Wherever a line of the records contains "ciphertext", copy that line.

----- The records

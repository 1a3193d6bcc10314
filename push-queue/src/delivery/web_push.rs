use std::sync::OnceLock;
use std::time::Duration;

use aes_gcm::aead::Aead;
use aes_gcm::{Aes128Gcm, KeyInit};
use async_trait::async_trait;
use base64::Engine as _;
use chrono::Utc;
use dashmap::DashMap;
use hkdf::Hkdf;
use p256::ecdh::EphemeralSecret;
use p256::ecdsa::SigningKey;
use p256::ecdsa::signature::Signer;
use p256::elliptic_curve::rand_core::{OsRng, RngCore};
use p256::elliptic_curve::sec1::ToEncodedPoint;
use reqwest::StatusCode;
use serde::Serialize;
use sha2::Sha256;
use tracing::debug;
use url::Url;

use super::payload::{MAX_PAYLOAD_BYTES, truncate_string};
use super::{DeliveryClient, DeliveryError, PushMessage};
use crate::database::models::SubscriptionDescriptor;
use crate::{Error, Result};

const SALT_LEN: usize = 16;
const PUBLIC_KEY_LEN: usize = 65;
const AUTH_SECRET_LEN: usize = 16;
const DEFAULT_RS: u32 = 4096;
const MESSAGE_TTL_SECS: &str = "3600";
const REQUEST_TIMEOUT: Duration = Duration::from_secs(15);
const MAX_INLINE_RETRY_AFTER: Duration = Duration::from_secs(30);
const VAPID_JWT_EXP_SECS: i64 = 12 * 60 * 60;
const VAPID_JWT_SKEW_SECS: i64 = 60;
const DEFAULT_VAPID_SUBJECT: &str = "mailto:admin@localhost";

const IKM_INFO_PREFIX: &str = "WebPush: info\0";
const KEY_INFO: &str = "Content-Encoding: aes128gcm\0";
const NONCE_INFO: &str = "Content-Encoding: nonce\0";

/// Install the process-wide rustls crypto provider once.
pub fn install_rustls_provider() {
    static PROVIDER_INSTALLED: OnceLock<()> = OnceLock::new();
    PROVIDER_INSTALLED.get_or_init(|| {
        if let Err(e) = rustls::crypto::aws_lc_rs::default_provider().install_default() {
            debug!(existing_provider = ?e, "rustls CryptoProvider already installed");
        }
    });
}

#[derive(Debug, Clone)]
struct CachedVapidJwt {
    jwt: String,
    exp_unix: i64,
}

#[derive(Debug, Clone)]
pub struct WebPushConfig {
    vapid_public_key_b64: String,
    vapid_private_key_raw: [u8; 32],
    vapid_subject: String,
}

impl WebPushConfig {
    /// `Ok(None)` when neither VAPID key is configured.
    pub fn from_env() -> Result<Option<Self>> {
        Self::from_lookup(|key| std::env::var(key).ok())
    }

    pub fn from_lookup<F>(lookup: F) -> Result<Option<Self>>
    where
        F: Fn(&str) -> Option<String>,
    {
        let get = |key: &str| {
            lookup(key)
                .map(|v| v.trim().to_string())
                .filter(|v| !v.is_empty())
        };

        let (public, private) = match (
            get("WEB_PUSH_VAPID_PUBLIC_KEY"),
            get("WEB_PUSH_VAPID_PRIVATE_KEY"),
        ) {
            (None, None) => return Ok(None),
            (Some(public), Some(private)) => (public, private),
            _ => {
                return Err(Error::config(
                    "Both WEB_PUSH_VAPID_PUBLIC_KEY and WEB_PUSH_VAPID_PRIVATE_KEY must be set",
                ));
            }
        };
        let subject =
            get("WEB_PUSH_VAPID_SUBJECT").unwrap_or_else(|| DEFAULT_VAPID_SUBJECT.to_string());

        Self::from_keys(&public, &private, &subject).map(Some)
    }

    /// Validate a base64url VAPID key pair.
    pub fn from_keys(public_b64: &str, private_b64: &str, subject: &str) -> Result<Self> {
        let public_raw = decode_b64url(public_b64)
            .map_err(|e| Error::config(format!("Invalid WEB_PUSH_VAPID_PUBLIC_KEY: {}", e)))?;
        let private_raw = decode_b64url(private_b64)
            .map_err(|e| Error::config(format!("Invalid WEB_PUSH_VAPID_PRIVATE_KEY: {}", e)))?;

        if public_raw.len() != PUBLIC_KEY_LEN {
            return Err(Error::config(format!(
                "WEB_PUSH_VAPID_PUBLIC_KEY must decode to {} bytes",
                PUBLIC_KEY_LEN
            )));
        }
        let private_raw: [u8; 32] = private_raw
            .try_into()
            .map_err(|_| Error::config("WEB_PUSH_VAPID_PRIVATE_KEY must decode to 32 bytes"))?;
        SigningKey::from_bytes((&private_raw).into())
            .map_err(|_| Error::config("WEB_PUSH_VAPID_PRIVATE_KEY is not a valid P-256 key"))?;

        Ok(Self {
            vapid_public_key_b64: public_b64.to_string(),
            vapid_private_key_raw: private_raw,
            vapid_subject: subject.to_string(),
        })
    }

    pub fn vapid_public_key_b64(&self) -> &str {
        &self.vapid_public_key_b64
    }
}

/// [`DeliveryClient`] speaking the Web Push protocol (RFC 8030/8291/8292).
#[derive(Debug)]
pub struct WebPushClient {
    config: WebPushConfig,
    client: reqwest::Client,
    vapid_jwt_cache: DashMap<String, CachedVapidJwt>,
}

impl WebPushClient {
    pub fn new(config: WebPushConfig) -> Result<Self> {
        install_rustls_provider();
        let client = reqwest::Client::builder()
            .timeout(REQUEST_TIMEOUT)
            .build()
            .map_err(|e| Error::Other(format!("Failed to build reqwest client: {}", e)))?;
        Ok(Self {
            config,
            client,
            vapid_jwt_cache: DashMap::new(),
        })
    }

    pub fn from_env() -> Result<Option<Self>> {
        let Some(config) = WebPushConfig::from_env()? else {
            return Ok(None);
        };
        Ok(Some(Self::new(config)?))
    }

    pub fn vapid_public_key(&self) -> &str {
        self.config.vapid_public_key_b64()
    }

    async fn post(
        &self,
        endpoint: &str,
        body: Vec<u8>,
        authorization: &str,
    ) -> std::result::Result<reqwest::Response, DeliveryError> {
        self.client
            .post(endpoint)
            .header("TTL", MESSAGE_TTL_SECS)
            .header("Content-Encoding", "aes128gcm")
            .header("Content-Type", "application/octet-stream")
            .header("Authorization", authorization)
            .header("Urgency", "normal")
            .body(body)
            .send()
            .await
            .map_err(|e| DeliveryError::transient(format!("Web push request failed: {}", e)))
    }

    fn get_or_build_vapid_jwt(&self, aud: &str) -> Result<String> {
        let now = Utc::now().timestamp();
        if let Some(entry) = self.vapid_jwt_cache.get(aud)
            && entry.exp_unix - VAPID_JWT_SKEW_SECS > now
        {
            return Ok(entry.jwt.clone());
        }

        let (jwt, exp_unix) = build_vapid_jwt_with_exp(
            aud,
            &self.config.vapid_subject,
            &self.config.vapid_private_key_raw,
            VAPID_JWT_EXP_SECS,
        )?;
        self.vapid_jwt_cache.insert(
            aud.to_string(),
            CachedVapidJwt {
                jwt: jwt.clone(),
                exp_unix,
            },
        );
        Ok(jwt)
    }
}

#[async_trait]
impl DeliveryClient for WebPushClient {
    async fn send(
        &self,
        subscription: &SubscriptionDescriptor,
        message: &PushMessage,
    ) -> std::result::Result<(), DeliveryError> {
        let aud = push_service_audience(&subscription.endpoint)
            .map_err(|e| DeliveryError::InvalidSubscription(e.to_string()))?;
        let (client_pub, client_auth) = parse_client_keys(subscription)?;

        let jwt = self
            .get_or_build_vapid_jwt(&aud)
            .map_err(|e| DeliveryError::transient(e.to_string()))?;
        let payload = message
            .to_bytes_capped(MAX_PAYLOAD_BYTES)
            .map_err(|e| DeliveryError::transient(format!("Payload serialization failed: {}", e)))?;
        let body = encrypt_aes128gcm(&payload, &client_pub, &client_auth)
            .map_err(|e| DeliveryError::transient(e.to_string()))?;
        let authorization = format!("vapid t={}, k={}", jwt, self.config.vapid_public_key_b64);

        let mut response = self
            .post(&subscription.endpoint, body.clone(), &authorization)
            .await?;

        if response.status() == StatusCode::TOO_MANY_REQUESTS
            && let Some(delay) = retry_after_delay(&response)
            && delay <= MAX_INLINE_RETRY_AFTER
        {
            debug!(
                endpoint = %subscription.endpoint,
                delay_secs = delay.as_secs(),
                "Push service throttled; retrying once"
            );
            tokio::time::sleep(delay).await;
            response = self
                .post(&subscription.endpoint, body, &authorization)
                .await?;
        }

        classify_response(response).await
    }
}

async fn classify_response(
    response: reqwest::Response,
) -> std::result::Result<(), DeliveryError> {
    let status = response.status();
    if status.is_success() {
        return Ok(());
    }
    if status == StatusCode::NOT_FOUND || status == StatusCode::GONE {
        return Err(DeliveryError::Gone {
            status: status.as_u16(),
        });
    }

    let body_text = response
        .text()
        .await
        .unwrap_or_else(|_| "<failed to read response body>".to_string());
    Err(DeliveryError::Transient(format!(
        "Web push failed: status {} body {}",
        status,
        truncate_string(&body_text, 500)
    )))
}

fn parse_client_keys(
    subscription: &SubscriptionDescriptor,
) -> std::result::Result<(p256::PublicKey, [u8; AUTH_SECRET_LEN]), DeliveryError> {
    let invalid = |msg: String| DeliveryError::InvalidSubscription(msg);

    let client_pub_raw =
        decode_b64url(&subscription.p256dh).map_err(|e| invalid(format!("p256dh: {}", e)))?;
    let client_auth =
        decode_b64url(&subscription.auth).map_err(|e| invalid(format!("auth: {}", e)))?;
    if client_pub_raw.len() != PUBLIC_KEY_LEN {
        return Err(invalid("p256dh key length".to_string()));
    }
    let client_pub = p256::PublicKey::from_sec1_bytes(&client_pub_raw)
        .map_err(|_| invalid("p256dh is not a P-256 point".to_string()))?;
    let client_auth: [u8; AUTH_SECRET_LEN] = client_auth
        .try_into()
        .map_err(|_| invalid("auth secret length".to_string()))?;

    Ok((client_pub, client_auth))
}

/// `scheme://host[:port]` of the push endpoint, used as the VAPID `aud`.
fn push_service_audience(endpoint: &str) -> Result<String> {
    let url = Url::parse(endpoint)
        .map_err(|e| Error::Other(format!("Invalid push endpoint URL: {}", e)))?;
    let host = url
        .host()
        .ok_or_else(|| Error::Other("Push endpoint missing host".to_string()))?;

    let host = match host {
        url::Host::Domain(d) => d.to_string(),
        url::Host::Ipv4(ip) => ip.to_string(),
        url::Host::Ipv6(ip) => format!("[{}]", ip),
    };

    let aud = match url.port() {
        Some(port) => format!("{}://{}:{}", url.scheme(), host, port),
        None => format!("{}://{}", url.scheme(), host),
    };
    Ok(aud)
}

fn retry_after_delay(response: &reqwest::Response) -> Option<Duration> {
    let value = response.headers().get("Retry-After")?.to_str().ok()?.trim();
    value.parse::<u64>().ok().map(Duration::from_secs)
}

fn decode_b64url(input: &str) -> std::result::Result<Vec<u8>, base64::DecodeError> {
    base64::engine::general_purpose::URL_SAFE_NO_PAD.decode(input.trim_end_matches('=').as_bytes())
}

fn encode_b64url(input: &[u8]) -> String {
    base64::engine::general_purpose::URL_SAFE_NO_PAD.encode(input)
}

fn hkdf_sha256(salt: &[u8], ikm: &[u8], info: &[u8], len: usize) -> Result<Vec<u8>> {
    let hk = Hkdf::<Sha256>::new(Some(salt), ikm);
    let mut okm = vec![0u8; len];
    hk.expand(info, &mut okm)
        .map_err(|_| Error::Other("HKDF expand failed".to_string()))?;
    Ok(okm)
}

/// Single-record `aes128gcm` body: header (salt, rs, keyid) followed by ciphertext.
fn encrypt_aes128gcm(
    plaintext: &[u8],
    remote_pub: &p256::PublicKey,
    auth_secret: &[u8; AUTH_SECRET_LEN],
) -> Result<Vec<u8>> {
    if plaintext.is_empty() {
        return Err(Error::Other("Web push payload cannot be empty".to_string()));
    }

    let mut salt = [0u8; SALT_LEN];
    let mut rng = OsRng;
    rng.fill_bytes(&mut salt);

    let remote_pub_raw = remote_pub.to_encoded_point(false);
    let local_secret = EphemeralSecret::random(&mut rng);
    let local_pub_raw = p256::PublicKey::from(&local_secret).to_encoded_point(false);

    let shared_secret = local_secret.diffie_hellman(remote_pub);

    let mut ikm_info = Vec::with_capacity(IKM_INFO_PREFIX.len() + PUBLIC_KEY_LEN * 2);
    ikm_info.extend_from_slice(IKM_INFO_PREFIX.as_bytes());
    ikm_info.extend_from_slice(remote_pub_raw.as_bytes());
    ikm_info.extend_from_slice(local_pub_raw.as_bytes());

    let ikm = hkdf_sha256(
        auth_secret,
        shared_secret.raw_secret_bytes().as_slice(),
        &ikm_info,
        32,
    )?;
    let cek = hkdf_sha256(&salt, &ikm, KEY_INFO.as_bytes(), 16)?;
    let nonce = hkdf_sha256(&salt, &ikm, NONCE_INFO.as_bytes(), 12)?;

    let cipher = Aes128Gcm::new_from_slice(&cek)
        .map_err(|_| Error::Other("Invalid CEK length".to_string()))?;

    // Last (and only) record: delimiter 0x02, no further padding.
    let mut padded = Vec::with_capacity(plaintext.len() + 1);
    padded.extend_from_slice(plaintext);
    padded.push(2);

    let ciphertext = cipher
        .encrypt(nonce.as_slice().into(), padded.as_slice())
        .map_err(|_| Error::Other("AES-GCM encryption failed".to_string()))?;

    let mut body = Vec::with_capacity(SALT_LEN + 4 + 1 + PUBLIC_KEY_LEN + ciphertext.len());
    body.extend_from_slice(&salt);
    body.extend_from_slice(&DEFAULT_RS.to_be_bytes());
    body.push(PUBLIC_KEY_LEN as u8);
    body.extend_from_slice(local_pub_raw.as_bytes());
    body.extend_from_slice(&ciphertext);
    Ok(body)
}

fn build_vapid_jwt_with_exp(
    aud: &str,
    subject: &str,
    private_key_raw: &[u8; 32],
    exp_secs: i64,
) -> Result<(String, i64)> {
    #[derive(Serialize)]
    struct Claims<'a> {
        aud: &'a str,
        exp: i64,
        sub: &'a str,
    }

    let header = serde_json::json!({ "typ": "JWT", "alg": "ES256" });
    let exp_unix = Utc::now().timestamp() + exp_secs;
    let claims = Claims {
        aud,
        exp: exp_unix,
        sub: subject,
    };

    let header_b64 = encode_b64url(serde_json::to_string(&header)?.as_bytes());
    let claims_b64 = encode_b64url(serde_json::to_string(&claims)?.as_bytes());
    let signing_input = format!("{}.{}", header_b64, claims_b64);

    let signing_key = SigningKey::from_bytes(private_key_raw.into())
        .map_err(|_| Error::Other("Invalid VAPID private key".to_string()))?;
    let sig: p256::ecdsa::Signature = signing_key.sign(signing_input.as_bytes());
    let sig_b64 = encode_b64url(sig.to_bytes().as_slice());

    Ok((format!("{}.{}", signing_input, sig_b64), exp_unix))
}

----------

### Answer box
/// Single-record `aes128gcm` body: header (salt, rs, keyid) followed by ciphertext.
    let ciphertext = cipher
    let mut body = Vec::with_capacity(SALT_LEN + 4 + 1 + PUBLIC_KEY_LEN + ciphertext.len());
    body.extend_from_slice(&ciphertext);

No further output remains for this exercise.